O Heptaplus, composto segundo o início do Génesis, é de 1489: nesta obra, que é um verdadeiro tratado de opificio [do italiano, fábrica ou obra] mundi e de opificio hominis, alia o humanista toda a ciência bíblica e patrística aos preceitos mais arrojados do hermetismo hebraico e alexandrino. Não era livro que pudesse conciliar-lhe o beneplácito da Cúria romana...
As suas relações com Frei Jerónimo de Ferrara, o famoso Savonarola, intensificam-se. Num grande sábio e tratado sobre a astrologia judiciária, Pico della Mirandola retomava a dialéctica anti-astrológica da tradição cristã e patrística, para pôr em evidência, contra a opinião de alguns humanistas como Pontano, por exemplo, a liberdade suprema do homem. Savonarola redige, por esta altura, uma súmula destas ideias, aceitando como seu mestre aquele que, na ordem espiritual, o seguia docilmente pela senda de uma espiritualidade eleita.

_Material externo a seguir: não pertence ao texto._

impl fmt::Display for CellValue {
    fn fmt(&self, f: &mut fmt::Formatter<'_>) -> fmt::Result {
        match self {
            Self::Empty => Ok(()),
            Self::Number(n) => {
                if n.fract() == 0.0 && n.abs() < 1e15 {
                    write!(f, "{n:.0}")
                } else {
                    write!(f, "{n}")
                }
            }
            Self::Text(s) => write!(f, "{s}"),
            Self::Date(dt) => {
                if dt.time() == NaiveTime::MIN {
                    write!(f, "{}", dt.format("%Y-%m-%d"))
                } else {
                    write!(f, "{}", dt.format("%Y-%m-%d %H:%M:%S"))
                }
            }
        }
    }
}

impl Serialize for CellValue {
    fn serialize<S: Serializer>(&self, serializer: S) -> Result<S::Ok, S::Error> {
        match self {
            Self::Empty => serializer.serialize_none(),
            Self::Number(n) => serializer.serialize_f64(*n),
            Self::Text(s) => serializer.serialize_str(s),
            Self::Date(_) => serializer.collect_str(self),
        }
    }
}

impl From<&str> for CellValue {
    fn from(s: &str) -> Self {
        if s.is_empty() {
            Self::Empty
        } else {
            Self::Text(s.to_string())
        }
    }
}

impl From<Option<&str>> for CellValue {
    fn from(s: Option<&str>) -> Self {
        s.map(Self::from).unwrap_or_default()
    }
}

impl From<f64> for CellValue {
    fn from(n: f64) -> Self {
        Self::Number(n)
    }
}

// ---------------------------------------------------------------------------
// Money
// ---------------------------------------------------------------------------

/// A charge amount in integer cents, rounded half-up (away from zero) from
/// whatever decimal representation it arrived in.
#[derive(Debug, Clone, Copy, PartialEq, Eq, Hash, PartialOrd, Ord)]
pub struct Amount {
    cents: i64,
}
// CSV/TSV import/export

use std::io::Read;
use std::path::Path;

use chargeaudit_recon::ingest::{load_delimited, InputTable};

/// Import a delimited file, sniffing the delimiter.
pub fn import(path: &Path) -> Result<InputTable, String> {
    let content = read_file_as_utf8(path)?;
    let delimiter = sniff_delimiter(&content);
    import_from_string(&content, delimiter)
}

pub fn import_tsv(path: &Path) -> Result<InputTable, String> {
    let content = read_file_as_utf8(path)?;
    import_from_string(&content, b'\t')
}

pub fn import_from_string(content: &str, delimiter: u8) -> Result<InputTable, String> {
    load_delimited(content, delimiter).map_err(|e| e.to_string())
}

/// Detect the most likely field delimiter by checking consistency across the first few lines.
///
/// For each candidate (tab, semicolon, comma, pipe), count fields per line. The delimiter
/// that produces the most consistent field count (>1 field) wins.
pub fn sniff_delimiter(content: &str) -> u8 {
    let candidates: &[u8] = &[b'\t', b';', b',', b'|'];
    let sample_lines: Vec<&str> = content.lines().take(10).collect();

    if sample_lines.is_empty() {
        return b',';
    }

    let mut best = b',';
    let mut best_score = 0u64;

    for &delim in candidates {
        let counts: Vec<usize> = sample_lines
            .iter()
            .map(|line| {
                csv::ReaderBuilder::new()
                    .delimiter(delim)
                    .has_headers(false)
                    .flexible(true)
                    .from_reader(line.as_bytes())
                    .records()
                    .next()
                    .and_then(|r| r.ok())
                    .map(|r| r.len())
                    .unwrap_or(1)
            })
            .collect();

        // Must produce >1 field on the header line to be viable
        if counts.first().copied().unwrap_or(0) <= 1 {
            continue;
        }

        // More consistent lines wins; more columns breaks ties
        let target = counts[0];
        let consistent = counts.iter().filter(|&&c| c == target).count() as u64;
        let score = consistent * target as u64;

        if score > best_score {
            best_score = score;
            best = delim;
        }
    }

    best
}

/// Read file and convert to UTF-8 if needed (handles Windows-1252, Latin-1, etc.)
pub fn read_file_as_utf8(path: &Path) -> Result<String, String> {
    let mut file = std::fs::File::open(path).map_err(|e| format!("{}: {e}", path.display()))?;
    let mut bytes = Vec::new();
    file.read_to_end(&mut bytes).map_err(|e| e.to_string())?;

    match String::from_utf8(bytes) {
        Ok(s) => Ok(s),
        Err(e) => {
            // Excel-exported CSVs are commonly Windows-1252
            let bytes = e.into_bytes();
            tracing::debug!(path = %path.display(), "input is not UTF-8, decoding as Windows-1252");
            let (decoded, _, _) = encoding_rs::WINDOWS_1252.decode(&bytes);
            Ok(decoded.into_owned())
        }
    }
}

pub fn export(table: &InputTable, path: &Path) -> Result<(), String> {
    export_with_delimiter(table, path, b',')
}

pub fn export_tsv(table: &InputTable, path: &Path) -> Result<(), String> {
    export_with_delimiter(table, path, b'\t')
}

fn export_with_delimiter(table: &InputTable, path: &Path, delimiter: u8) -> Result<(), String> {
    let mut writer = csv::WriterBuilder::new()
        .delimiter(delimiter)
        .flexible(true)
        .from_path(path)
        .map_err(|e| e.to_string())?;

    writer.write_record(&table.headers).map_err(|e| e.to_string())?;
    for row in &table.rows {
        let record: Vec<String> = row.cells.iter().map(|c| c.to_string()).collect();
        writer.write_record(&record).map_err(|e| e.to_string())?;
    }

    writer.flush().map_err(|e| e.to_string())?;
    Ok(())
}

Da mesma época é o tratado De Ente et Uno, formoso e inacabado capítulo de uma inacabada suma sobre a concórdia universal, tentativa audaz de conciliação do aristotelismo com o platonismo. O discípulo das escolas de Pádua e de Paris sabe muito bem harmonizar os princípios da escolásticas arabizante e da glosa tomista com uma interpretação platónica do mundo e da vida. Era a visão plotiniana do homem que lhe permitia poder efectivar essa concórdia. Mas, de 1491 a 1494, o filósofo fica silencioso. Em 1493, o Papa Borgia Alexandre VI que, no ano anterior, ascendera à cátedra romana, absolve Pico e declara-o livre de qualquer heresia formal, enquanto o vibrante autor da Apologia leva agora, mansamente, uma vida de exemplar austeridade, na contemplação que uma pia philosophia lhe facultava e nas serenas reflexões para cujo mundo excelso uma docta religio o conduzia progressivamente.
[E agora um tão belo quão evocador fim por Pina Martins:] Aquele 17 de Novembro de 1494, dia outonal que, nas colinas de Florença, encerra o ciclo de vida do Mirandulano, condena o pensamento europeu a ficar para sempre privado do estudo que seria, porventura [ou muito provavelmente não, pois o que escreveu já tem muito para muitos século], a sua obra-prima: a «Concórdia» do Conde Mirandolano, príncipe dos humanistas, o mais puro espírito do pensamento quatrocentista. Envenenado, talvez, por um dos seus fâmulos. Pico segue de perto para o túmulo aquele que o protegera, Lorenzo de Medici, morto em 1492, Ermolao Barbaro em 1493 e Poliziano em 1494 [os seus principais amigos]; segui-lo-ão naquela década, para mundo ultra-terreno, Frei Jerónimo de Ferrara [Savonarola], tragicamente sacrificado em 1498, e Marsilio Ficino desaparecido em 1499.» Muita Luz e Amor Divinos religando-nos a todos!